**HOW TO COMPLETE THIS TASK**
Can you print every record below exactly as written?

--- SUPPLIED DATA ---

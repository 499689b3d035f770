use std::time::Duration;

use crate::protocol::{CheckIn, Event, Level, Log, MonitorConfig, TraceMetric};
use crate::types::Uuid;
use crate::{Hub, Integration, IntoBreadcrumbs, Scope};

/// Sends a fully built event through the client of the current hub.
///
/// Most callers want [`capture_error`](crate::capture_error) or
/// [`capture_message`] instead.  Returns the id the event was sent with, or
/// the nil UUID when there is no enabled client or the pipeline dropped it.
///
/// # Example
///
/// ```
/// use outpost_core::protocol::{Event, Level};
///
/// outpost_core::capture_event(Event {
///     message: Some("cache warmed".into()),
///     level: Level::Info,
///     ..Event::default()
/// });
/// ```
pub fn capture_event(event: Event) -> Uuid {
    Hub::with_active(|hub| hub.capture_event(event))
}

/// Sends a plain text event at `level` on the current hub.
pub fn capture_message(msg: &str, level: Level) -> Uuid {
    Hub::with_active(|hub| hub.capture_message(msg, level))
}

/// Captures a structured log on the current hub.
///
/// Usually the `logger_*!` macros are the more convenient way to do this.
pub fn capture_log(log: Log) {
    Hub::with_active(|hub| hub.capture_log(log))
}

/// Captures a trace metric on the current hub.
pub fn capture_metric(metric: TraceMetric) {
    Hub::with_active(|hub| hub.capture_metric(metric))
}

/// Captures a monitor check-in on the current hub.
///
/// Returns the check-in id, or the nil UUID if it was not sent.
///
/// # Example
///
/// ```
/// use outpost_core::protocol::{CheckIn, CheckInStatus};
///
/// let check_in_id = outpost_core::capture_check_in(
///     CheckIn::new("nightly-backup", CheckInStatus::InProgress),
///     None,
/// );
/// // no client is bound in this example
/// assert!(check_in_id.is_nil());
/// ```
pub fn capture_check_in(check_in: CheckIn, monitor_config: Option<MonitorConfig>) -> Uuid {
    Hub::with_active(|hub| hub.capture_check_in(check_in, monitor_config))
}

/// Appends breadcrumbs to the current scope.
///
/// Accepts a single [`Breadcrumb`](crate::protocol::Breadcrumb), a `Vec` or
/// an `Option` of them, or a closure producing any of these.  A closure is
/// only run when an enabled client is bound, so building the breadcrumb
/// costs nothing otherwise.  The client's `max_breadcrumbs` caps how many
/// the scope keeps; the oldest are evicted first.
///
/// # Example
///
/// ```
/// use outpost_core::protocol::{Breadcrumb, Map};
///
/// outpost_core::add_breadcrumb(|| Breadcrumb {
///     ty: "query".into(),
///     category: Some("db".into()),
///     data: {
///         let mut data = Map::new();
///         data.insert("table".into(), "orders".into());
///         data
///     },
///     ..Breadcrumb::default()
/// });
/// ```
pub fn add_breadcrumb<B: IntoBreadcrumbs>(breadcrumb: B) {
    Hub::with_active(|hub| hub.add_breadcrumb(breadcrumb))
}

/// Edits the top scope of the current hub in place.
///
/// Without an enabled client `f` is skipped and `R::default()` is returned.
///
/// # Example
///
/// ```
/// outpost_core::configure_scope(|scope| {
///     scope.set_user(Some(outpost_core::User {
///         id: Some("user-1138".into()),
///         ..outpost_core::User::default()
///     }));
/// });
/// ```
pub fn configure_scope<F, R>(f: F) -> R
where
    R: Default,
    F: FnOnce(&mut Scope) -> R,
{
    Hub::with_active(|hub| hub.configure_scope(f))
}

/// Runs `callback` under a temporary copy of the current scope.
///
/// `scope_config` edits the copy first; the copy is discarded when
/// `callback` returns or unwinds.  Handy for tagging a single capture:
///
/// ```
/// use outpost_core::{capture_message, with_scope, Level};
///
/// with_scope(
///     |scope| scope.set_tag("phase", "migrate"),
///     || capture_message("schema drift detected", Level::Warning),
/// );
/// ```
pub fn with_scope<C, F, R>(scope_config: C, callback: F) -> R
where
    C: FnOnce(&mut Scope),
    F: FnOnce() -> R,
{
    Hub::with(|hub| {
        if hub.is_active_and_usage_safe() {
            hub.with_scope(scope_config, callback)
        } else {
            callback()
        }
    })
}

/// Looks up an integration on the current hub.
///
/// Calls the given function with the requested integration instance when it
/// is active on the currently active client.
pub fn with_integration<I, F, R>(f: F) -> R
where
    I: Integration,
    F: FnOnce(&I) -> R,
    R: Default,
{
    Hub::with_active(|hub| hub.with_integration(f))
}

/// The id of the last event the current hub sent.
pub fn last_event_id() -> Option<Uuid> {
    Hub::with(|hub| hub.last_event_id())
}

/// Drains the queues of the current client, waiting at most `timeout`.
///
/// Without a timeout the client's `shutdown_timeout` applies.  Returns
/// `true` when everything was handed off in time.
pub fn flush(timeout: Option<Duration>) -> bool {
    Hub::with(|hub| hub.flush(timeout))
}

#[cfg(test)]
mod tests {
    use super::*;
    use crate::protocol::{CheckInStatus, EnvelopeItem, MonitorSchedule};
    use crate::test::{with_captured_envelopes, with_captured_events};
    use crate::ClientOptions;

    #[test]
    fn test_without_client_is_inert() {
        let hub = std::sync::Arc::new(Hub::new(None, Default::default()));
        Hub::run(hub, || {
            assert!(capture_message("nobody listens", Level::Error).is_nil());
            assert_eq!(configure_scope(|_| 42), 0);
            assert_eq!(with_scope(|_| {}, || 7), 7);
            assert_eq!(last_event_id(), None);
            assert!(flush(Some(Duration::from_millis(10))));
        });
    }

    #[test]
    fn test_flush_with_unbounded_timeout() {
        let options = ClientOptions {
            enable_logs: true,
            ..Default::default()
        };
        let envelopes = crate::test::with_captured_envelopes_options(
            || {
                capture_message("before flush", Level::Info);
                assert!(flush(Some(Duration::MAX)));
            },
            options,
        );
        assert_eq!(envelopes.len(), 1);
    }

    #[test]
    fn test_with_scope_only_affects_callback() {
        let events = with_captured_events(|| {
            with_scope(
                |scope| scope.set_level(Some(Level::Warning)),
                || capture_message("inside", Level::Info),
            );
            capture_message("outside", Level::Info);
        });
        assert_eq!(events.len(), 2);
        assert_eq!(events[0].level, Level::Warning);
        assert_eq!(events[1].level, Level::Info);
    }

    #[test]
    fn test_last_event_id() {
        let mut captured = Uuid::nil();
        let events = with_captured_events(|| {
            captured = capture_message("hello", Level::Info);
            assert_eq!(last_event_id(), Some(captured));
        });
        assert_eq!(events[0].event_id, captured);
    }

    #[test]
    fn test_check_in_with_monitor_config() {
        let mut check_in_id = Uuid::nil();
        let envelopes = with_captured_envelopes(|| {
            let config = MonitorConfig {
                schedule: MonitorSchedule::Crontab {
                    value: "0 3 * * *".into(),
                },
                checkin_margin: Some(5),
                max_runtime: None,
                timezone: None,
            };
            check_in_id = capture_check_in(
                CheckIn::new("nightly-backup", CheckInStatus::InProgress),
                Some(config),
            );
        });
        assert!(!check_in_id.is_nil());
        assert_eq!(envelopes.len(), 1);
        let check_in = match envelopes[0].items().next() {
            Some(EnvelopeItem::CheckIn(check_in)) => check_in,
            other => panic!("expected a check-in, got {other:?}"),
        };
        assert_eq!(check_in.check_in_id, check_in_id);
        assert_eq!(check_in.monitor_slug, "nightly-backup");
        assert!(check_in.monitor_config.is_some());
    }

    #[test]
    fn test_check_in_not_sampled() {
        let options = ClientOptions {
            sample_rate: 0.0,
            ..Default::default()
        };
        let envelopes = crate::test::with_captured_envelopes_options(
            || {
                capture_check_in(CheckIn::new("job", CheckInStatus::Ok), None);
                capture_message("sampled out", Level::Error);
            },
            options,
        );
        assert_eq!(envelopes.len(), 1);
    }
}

---

**PROBLEM SOLUTION**
repository 499689b3d035f770
use std::time::Duration;

use crate::protocol::{CheckIn, Event, Level, Log, MonitorConfig, TraceMetric};
use crate::types::Uuid;
use crate::{Hub, Integration, IntoBreadcrumbs, Scope};

/// Sends a fully built event through the client of the current hub.
///
/// Most callers want [`capture_error`](crate::capture_error) or
/// [`capture_message`] instead.  Returns the id the event was sent with, or
/// the nil UUID when there is no enabled client or the pipeline dropped it.
///
/// # Example
///
/// ```
/// use outpost_core::protocol::{Event, Level};
///
/// outpost_core::capture_event(Event {
///     message: Some("cache warmed".into()),
///     level: Level::Info,
///     ..Event::default()
/// });
/// ```
pub fn capture_event(event: Event) -> Uuid {
    Hub::with_active(|hub| hub.capture_event(event))
}

/// Sends a plain text event at `level` on the current hub.
pub fn capture_message(msg: &str, level: Level) -> Uuid {
    Hub::with_active(|hub| hub.capture_message(msg, level))
}

/// Captures a structured log on the current hub.
///
/// Usually the `logger_*!` macros are the more convenient way to do this.
pub fn capture_log(log: Log) {
    Hub::with_active(|hub| hub.capture_log(log))
}

/// Captures a trace metric on the current hub.
pub fn capture_metric(metric: TraceMetric) {
    Hub::with_active(|hub| hub.capture_metric(metric))
}

/// Captures a monitor check-in on the current hub.
///
/// Returns the check-in id, or the nil UUID if it was not sent.
///
/// # Example
///
/// ```
/// use outpost_core::protocol::{CheckIn, CheckInStatus};
///
/// let check_in_id = outpost_core::capture_check_in(
///     CheckIn::new("nightly-backup", CheckInStatus::InProgress),
///     None,
/// );
/// // no client is bound in this example
/// assert!(check_in_id.is_nil());
/// ```
pub fn capture_check_in(check_in: CheckIn, monitor_config: Option<MonitorConfig>) -> Uuid {
    Hub::with_active(|hub| hub.capture_check_in(check_in, monitor_config))
}

/// Appends breadcrumbs to the current scope.
///
/// Accepts a single [`Breadcrumb`](crate::protocol::Breadcrumb), a `Vec` or
/// an `Option` of them, or a closure producing any of these.  A closure is
/// only run when an enabled client is bound, so building the breadcrumb
/// costs nothing otherwise.  The client's `max_breadcrumbs` caps how many
/// the scope keeps; the oldest are evicted first.
///
/// # Example
///
/// ```
/// use outpost_core::protocol::{Breadcrumb, Map};
///
/// outpost_core::add_breadcrumb(|| Breadcrumb {
///     ty: "query".into(),
///     category: Some("db".into()),
///     data: {
///         let mut data = Map::new();
///         data.insert("table".into(), "orders".into());
///         data
///     },
///     ..Breadcrumb::default()
/// });
/// ```
pub fn add_breadcrumb<B: IntoBreadcrumbs>(breadcrumb: B) {
    Hub::with_active(|hub| hub.add_breadcrumb(breadcrumb))
}

/// Edits the top scope of the current hub in place.
///
/// Without an enabled client `f` is skipped and `R::default()` is returned.
///
/// # Example
///
/// ```
/// outpost_core::configure_scope(|scope| {
///     scope.set_user(Some(outpost_core::User {
///         id: Some("user-1138".into()),
///         ..outpost_core::User::default()
///     }));
/// });
/// ```
pub fn configure_scope<F, R>(f: F) -> R
where
    R: Default,
    F: FnOnce(&mut Scope) -> R,
{
    Hub::with_active(|hub| hub.configure_scope(f))
}

/// Runs `callback` under a temporary copy of the current scope.
///
/// `scope_config` edits the copy first; the copy is discarded when
/// `callback` returns or unwinds.  Handy for tagging a single capture:
///
/// ```
/// use outpost_core::{capture_message, with_scope, Level};
///
/// with_scope(
///     |scope| scope.set_tag("phase", "migrate"),
///     || capture_message("schema drift detected", Level::Warning),
/// );
/// ```
pub fn with_scope<C, F, R>(scope_config: C, callback: F) -> R
where
    C: FnOnce(&mut Scope),
    F: FnOnce() -> R,
{
    Hub::with(|hub| {
        if hub.is_active_and_usage_safe() {
            hub.with_scope(scope_config, callback)
        } else {
            callback()
        }
    })
}

/// Looks up an integration on the current hub.
///
/// Calls the given function with the requested integration instance when it
/// is active on the currently active client.
pub fn with_integration<I, F, R>(f: F) -> R
where
    I: Integration,
    F: FnOnce(&I) -> R,
    R: Default,
{
    Hub::with_active(|hub| hub.with_integration(f))
}

/// The id of the last event the current hub sent.
pub fn last_event_id() -> Option<Uuid> {
    Hub::with(|hub| hub.last_event_id())
}

/// Drains the queues of the current client, waiting at most `timeout`.
///
/// Without a timeout the client's `shutdown_timeout` applies.  Returns
/// `true` when everything was handed off in time.
pub fn flush(timeout: Option<Duration>) -> bool {
    Hub::with(|hub| hub.flush(timeout))
}

#[cfg(test)]
mod tests {
    use super::*;
    use crate::protocol::{CheckInStatus, EnvelopeItem, MonitorSchedule};
    use crate::test::{with_captured_envelopes, with_captured_events};
    use crate::ClientOptions;

    #[test]
    fn test_without_client_is_inert() {
        let hub = std::sync::Arc::new(Hub::new(None, Default::default()));
        Hub::run(hub, || {
            assert!(capture_message("nobody listens", Level::Error).is_nil());
            assert_eq!(configure_scope(|_| 42), 0);
            assert_eq!(with_scope(|_| {}, || 7), 7);
            assert_eq!(last_event_id(), None);
            assert!(flush(Some(Duration::from_millis(10))));
        });
    }

    #[test]
    fn test_flush_with_unbounded_timeout() {
        let options = ClientOptions {
            enable_logs: true,
            ..Default::default()
        };
        let envelopes = crate::test::with_captured_envelopes_options(
            || {
                capture_message("before flush", Level::Info);
                assert!(flush(Some(Duration::MAX)));
            },
            options,
        );
        assert_eq!(envelopes.len(), 1);
    }

    #[test]
    fn test_with_scope_only_affects_callback() {
        let events = with_captured_events(|| {
            with_scope(
                |scope| scope.set_level(Some(Level::Warning)),
                || capture_message("inside", Level::Info),
            );
            capture_message("outside", Level::Info);
        });
        assert_eq!(events.len(), 2);
        assert_eq!(events[0].level, Level::Warning);
        assert_eq!(events[1].level, Level::Info);
    }

    #[test]
    fn test_last_event_id() {
        let mut captured = Uuid::nil();
        let events = with_captured_events(|| {
            captured = capture_message("hello", Level::Info);
            assert_eq!(last_event_id(), Some(captured));
        });
        assert_eq!(events[0].event_id, captured);
    }

    #[test]
    fn test_check_in_with_monitor_config() {
        let mut check_in_id = Uuid::nil();
        let envelopes = with_captured_envelopes(|| {
            let config = MonitorConfig {
                schedule: MonitorSchedule::Crontab {
                    value: "0 3 * * *".into(),
                },
                checkin_margin: Some(5),
                max_runtime: None,
                timezone: None,
            };
            check_in_id = capture_check_in(
                CheckIn::new("nightly-backup", CheckInStatus::InProgress),
                Some(config),
            );
        });
        assert!(!check_in_id.is_nil());
        assert_eq!(envelopes.len(), 1);
        let check_in = match envelopes[0].items().next() {
            Some(EnvelopeItem::CheckIn(check_in)) => check_in,
            other => panic!("expected a check-in, got {other:?}"),
        };
        assert_eq!(check_in.check_in_id, check_in_id);
        assert_eq!(check_in.monitor_slug, "nightly-backup");
        assert!(check_in.monitor_config.is_some());
    }

    #[test]
    fn test_check_in_not_sampled() {
        let options = ClientOptions {
            sample_rate: 0.0,
            ..Default::default()
        };
        let envelopes = crate::test::with_captured_envelopes_options(
            || {
                capture_check_in(CheckIn::new("job", CheckInStatus::Ok), None);
                capture_message("sampled out", Level::Error);
            },
            options,
        );
        assert_eq!(envelopes.len(), 1);
    }
}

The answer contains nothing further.